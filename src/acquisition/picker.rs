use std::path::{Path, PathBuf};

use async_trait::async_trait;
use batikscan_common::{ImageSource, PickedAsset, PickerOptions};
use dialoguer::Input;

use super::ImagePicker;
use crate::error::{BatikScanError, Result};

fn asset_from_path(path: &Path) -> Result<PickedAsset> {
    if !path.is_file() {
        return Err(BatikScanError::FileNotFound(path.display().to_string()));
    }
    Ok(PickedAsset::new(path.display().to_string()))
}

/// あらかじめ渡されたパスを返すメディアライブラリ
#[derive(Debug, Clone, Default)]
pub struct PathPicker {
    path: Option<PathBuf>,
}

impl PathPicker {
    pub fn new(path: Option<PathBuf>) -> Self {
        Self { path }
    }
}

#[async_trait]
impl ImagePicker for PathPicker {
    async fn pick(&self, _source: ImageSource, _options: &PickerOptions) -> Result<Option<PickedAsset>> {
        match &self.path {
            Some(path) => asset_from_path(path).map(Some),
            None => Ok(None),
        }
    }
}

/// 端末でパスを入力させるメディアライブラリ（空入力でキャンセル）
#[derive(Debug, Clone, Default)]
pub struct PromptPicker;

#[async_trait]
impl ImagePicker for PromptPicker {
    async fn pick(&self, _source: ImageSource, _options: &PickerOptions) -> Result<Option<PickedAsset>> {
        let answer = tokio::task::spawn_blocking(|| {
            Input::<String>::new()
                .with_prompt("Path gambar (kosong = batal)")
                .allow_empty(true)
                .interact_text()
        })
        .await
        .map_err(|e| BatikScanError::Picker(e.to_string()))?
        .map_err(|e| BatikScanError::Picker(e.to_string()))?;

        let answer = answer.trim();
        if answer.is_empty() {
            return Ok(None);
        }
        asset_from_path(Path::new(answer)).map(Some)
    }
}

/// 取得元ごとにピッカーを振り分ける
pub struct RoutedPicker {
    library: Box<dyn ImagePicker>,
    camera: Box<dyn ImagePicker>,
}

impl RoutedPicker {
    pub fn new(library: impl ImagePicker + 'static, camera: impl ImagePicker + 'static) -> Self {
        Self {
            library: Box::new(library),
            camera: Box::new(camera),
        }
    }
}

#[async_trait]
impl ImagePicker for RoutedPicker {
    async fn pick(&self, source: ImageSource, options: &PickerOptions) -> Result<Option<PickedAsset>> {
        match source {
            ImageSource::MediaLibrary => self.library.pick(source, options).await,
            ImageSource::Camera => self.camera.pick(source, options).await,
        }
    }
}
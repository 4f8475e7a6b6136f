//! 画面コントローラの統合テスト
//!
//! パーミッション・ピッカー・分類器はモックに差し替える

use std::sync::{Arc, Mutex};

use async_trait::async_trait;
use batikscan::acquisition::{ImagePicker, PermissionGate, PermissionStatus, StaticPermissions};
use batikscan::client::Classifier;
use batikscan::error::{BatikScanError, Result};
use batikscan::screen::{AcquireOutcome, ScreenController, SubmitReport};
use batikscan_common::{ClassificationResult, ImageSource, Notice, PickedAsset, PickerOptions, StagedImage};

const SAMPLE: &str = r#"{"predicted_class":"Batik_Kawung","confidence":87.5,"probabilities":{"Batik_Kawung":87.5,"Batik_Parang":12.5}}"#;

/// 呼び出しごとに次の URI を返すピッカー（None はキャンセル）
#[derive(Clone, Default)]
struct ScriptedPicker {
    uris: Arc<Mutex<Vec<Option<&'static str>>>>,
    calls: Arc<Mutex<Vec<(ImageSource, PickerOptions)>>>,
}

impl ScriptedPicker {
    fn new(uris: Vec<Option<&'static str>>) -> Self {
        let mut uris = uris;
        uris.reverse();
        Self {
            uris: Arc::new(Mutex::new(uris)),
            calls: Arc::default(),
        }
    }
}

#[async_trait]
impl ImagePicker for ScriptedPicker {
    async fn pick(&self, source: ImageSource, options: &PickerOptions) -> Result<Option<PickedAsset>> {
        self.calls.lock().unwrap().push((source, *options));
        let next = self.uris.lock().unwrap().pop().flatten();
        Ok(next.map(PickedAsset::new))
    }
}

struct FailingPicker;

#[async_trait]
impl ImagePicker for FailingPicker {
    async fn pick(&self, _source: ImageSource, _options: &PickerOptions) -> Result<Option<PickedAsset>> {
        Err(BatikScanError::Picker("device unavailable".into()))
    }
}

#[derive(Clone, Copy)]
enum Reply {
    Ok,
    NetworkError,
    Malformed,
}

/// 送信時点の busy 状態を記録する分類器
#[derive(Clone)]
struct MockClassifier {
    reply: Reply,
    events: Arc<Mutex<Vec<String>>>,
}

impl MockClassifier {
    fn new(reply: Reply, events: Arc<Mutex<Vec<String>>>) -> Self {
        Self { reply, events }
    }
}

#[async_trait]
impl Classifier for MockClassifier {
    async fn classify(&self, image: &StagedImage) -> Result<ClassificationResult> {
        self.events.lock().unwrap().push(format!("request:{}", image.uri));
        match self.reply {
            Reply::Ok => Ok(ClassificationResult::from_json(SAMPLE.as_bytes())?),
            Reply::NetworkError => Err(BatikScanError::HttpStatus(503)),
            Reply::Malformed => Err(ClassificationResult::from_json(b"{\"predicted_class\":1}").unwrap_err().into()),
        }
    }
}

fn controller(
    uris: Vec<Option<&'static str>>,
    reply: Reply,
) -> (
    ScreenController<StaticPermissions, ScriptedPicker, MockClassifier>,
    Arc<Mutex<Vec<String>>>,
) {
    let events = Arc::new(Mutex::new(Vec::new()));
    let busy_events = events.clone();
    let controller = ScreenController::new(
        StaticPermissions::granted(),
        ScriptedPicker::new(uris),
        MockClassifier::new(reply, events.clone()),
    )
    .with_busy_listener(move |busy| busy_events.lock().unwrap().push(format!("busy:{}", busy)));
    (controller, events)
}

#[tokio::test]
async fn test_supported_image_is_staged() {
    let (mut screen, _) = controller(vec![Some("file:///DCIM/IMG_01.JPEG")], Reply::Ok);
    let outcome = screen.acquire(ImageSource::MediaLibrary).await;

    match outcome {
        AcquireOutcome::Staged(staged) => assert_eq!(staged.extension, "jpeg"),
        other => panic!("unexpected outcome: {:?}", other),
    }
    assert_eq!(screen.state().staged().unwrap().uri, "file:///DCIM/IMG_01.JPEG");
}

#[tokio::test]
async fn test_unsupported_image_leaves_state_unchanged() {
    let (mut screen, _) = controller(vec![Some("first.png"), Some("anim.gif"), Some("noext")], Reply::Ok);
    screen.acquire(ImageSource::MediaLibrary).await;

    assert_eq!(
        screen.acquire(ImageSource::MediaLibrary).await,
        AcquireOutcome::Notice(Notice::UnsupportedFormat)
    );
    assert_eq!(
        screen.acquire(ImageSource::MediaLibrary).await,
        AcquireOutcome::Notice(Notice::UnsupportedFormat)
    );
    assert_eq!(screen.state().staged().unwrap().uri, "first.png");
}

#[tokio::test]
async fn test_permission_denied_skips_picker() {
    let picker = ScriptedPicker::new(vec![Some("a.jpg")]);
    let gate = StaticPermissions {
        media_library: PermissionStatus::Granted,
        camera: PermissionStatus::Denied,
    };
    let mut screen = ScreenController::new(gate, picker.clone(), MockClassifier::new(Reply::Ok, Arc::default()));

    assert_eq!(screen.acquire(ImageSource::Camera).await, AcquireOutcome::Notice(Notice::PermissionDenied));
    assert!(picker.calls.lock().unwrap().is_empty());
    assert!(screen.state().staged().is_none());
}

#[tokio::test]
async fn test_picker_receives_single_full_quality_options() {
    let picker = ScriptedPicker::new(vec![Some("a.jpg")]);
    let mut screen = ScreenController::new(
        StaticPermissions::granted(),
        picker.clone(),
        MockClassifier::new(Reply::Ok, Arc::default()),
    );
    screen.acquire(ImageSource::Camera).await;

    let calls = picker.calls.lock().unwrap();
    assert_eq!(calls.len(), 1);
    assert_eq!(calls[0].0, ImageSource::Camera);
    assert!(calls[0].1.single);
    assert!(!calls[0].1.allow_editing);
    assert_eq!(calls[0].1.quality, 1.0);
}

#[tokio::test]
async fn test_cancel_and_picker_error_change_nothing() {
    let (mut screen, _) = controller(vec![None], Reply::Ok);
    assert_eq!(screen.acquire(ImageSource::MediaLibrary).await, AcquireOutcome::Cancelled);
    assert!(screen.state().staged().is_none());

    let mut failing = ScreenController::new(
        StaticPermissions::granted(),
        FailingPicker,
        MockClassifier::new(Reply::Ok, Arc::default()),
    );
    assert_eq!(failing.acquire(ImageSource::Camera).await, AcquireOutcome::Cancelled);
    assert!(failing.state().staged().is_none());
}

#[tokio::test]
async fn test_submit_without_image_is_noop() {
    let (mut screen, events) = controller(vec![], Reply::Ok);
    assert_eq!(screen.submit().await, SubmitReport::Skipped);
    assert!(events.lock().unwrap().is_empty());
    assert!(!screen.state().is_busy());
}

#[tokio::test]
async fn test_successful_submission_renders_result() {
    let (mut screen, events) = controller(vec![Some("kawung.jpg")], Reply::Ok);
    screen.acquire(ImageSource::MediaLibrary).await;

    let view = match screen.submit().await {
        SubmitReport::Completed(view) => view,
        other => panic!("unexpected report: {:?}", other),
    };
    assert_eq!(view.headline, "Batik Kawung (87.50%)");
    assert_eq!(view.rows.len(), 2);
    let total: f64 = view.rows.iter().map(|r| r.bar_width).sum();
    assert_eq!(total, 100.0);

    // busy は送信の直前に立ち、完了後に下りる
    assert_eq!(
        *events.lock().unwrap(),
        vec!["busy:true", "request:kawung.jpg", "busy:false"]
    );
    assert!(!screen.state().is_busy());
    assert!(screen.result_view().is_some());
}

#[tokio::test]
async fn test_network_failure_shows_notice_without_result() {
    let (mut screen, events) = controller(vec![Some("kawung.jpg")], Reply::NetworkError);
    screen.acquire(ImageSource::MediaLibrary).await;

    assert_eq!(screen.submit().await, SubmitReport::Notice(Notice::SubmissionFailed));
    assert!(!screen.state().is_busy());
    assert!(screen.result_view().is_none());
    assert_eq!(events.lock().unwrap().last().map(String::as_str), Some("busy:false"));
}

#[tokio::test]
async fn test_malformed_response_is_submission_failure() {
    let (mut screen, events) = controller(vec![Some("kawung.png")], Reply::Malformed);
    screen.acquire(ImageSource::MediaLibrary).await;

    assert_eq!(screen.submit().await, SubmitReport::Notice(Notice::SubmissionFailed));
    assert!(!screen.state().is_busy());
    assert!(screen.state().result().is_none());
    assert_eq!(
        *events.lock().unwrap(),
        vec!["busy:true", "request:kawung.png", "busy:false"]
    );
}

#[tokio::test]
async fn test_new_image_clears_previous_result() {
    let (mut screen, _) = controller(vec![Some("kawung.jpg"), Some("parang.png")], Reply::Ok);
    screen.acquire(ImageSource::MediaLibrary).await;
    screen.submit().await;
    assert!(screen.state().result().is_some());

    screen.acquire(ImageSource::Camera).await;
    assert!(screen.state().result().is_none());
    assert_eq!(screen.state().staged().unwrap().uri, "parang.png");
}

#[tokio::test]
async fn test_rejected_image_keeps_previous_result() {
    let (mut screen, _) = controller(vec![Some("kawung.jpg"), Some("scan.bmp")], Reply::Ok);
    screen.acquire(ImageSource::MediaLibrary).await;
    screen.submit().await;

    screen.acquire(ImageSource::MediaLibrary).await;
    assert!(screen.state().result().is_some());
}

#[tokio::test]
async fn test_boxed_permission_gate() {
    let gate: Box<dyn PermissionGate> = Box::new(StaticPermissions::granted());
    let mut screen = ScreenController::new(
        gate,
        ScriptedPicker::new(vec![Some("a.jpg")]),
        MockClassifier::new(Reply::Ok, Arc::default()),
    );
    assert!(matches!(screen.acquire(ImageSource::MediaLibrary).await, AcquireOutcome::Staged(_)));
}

- **Work item**
Check every line of the data, and copy the ones that contain "acquisition".

- **Result of the exercise**
filename src/acquisition/picker.rs
use batikscan::acquisition::{ImagePicker, PermissionGate, PermissionStatus, StaticPermissions};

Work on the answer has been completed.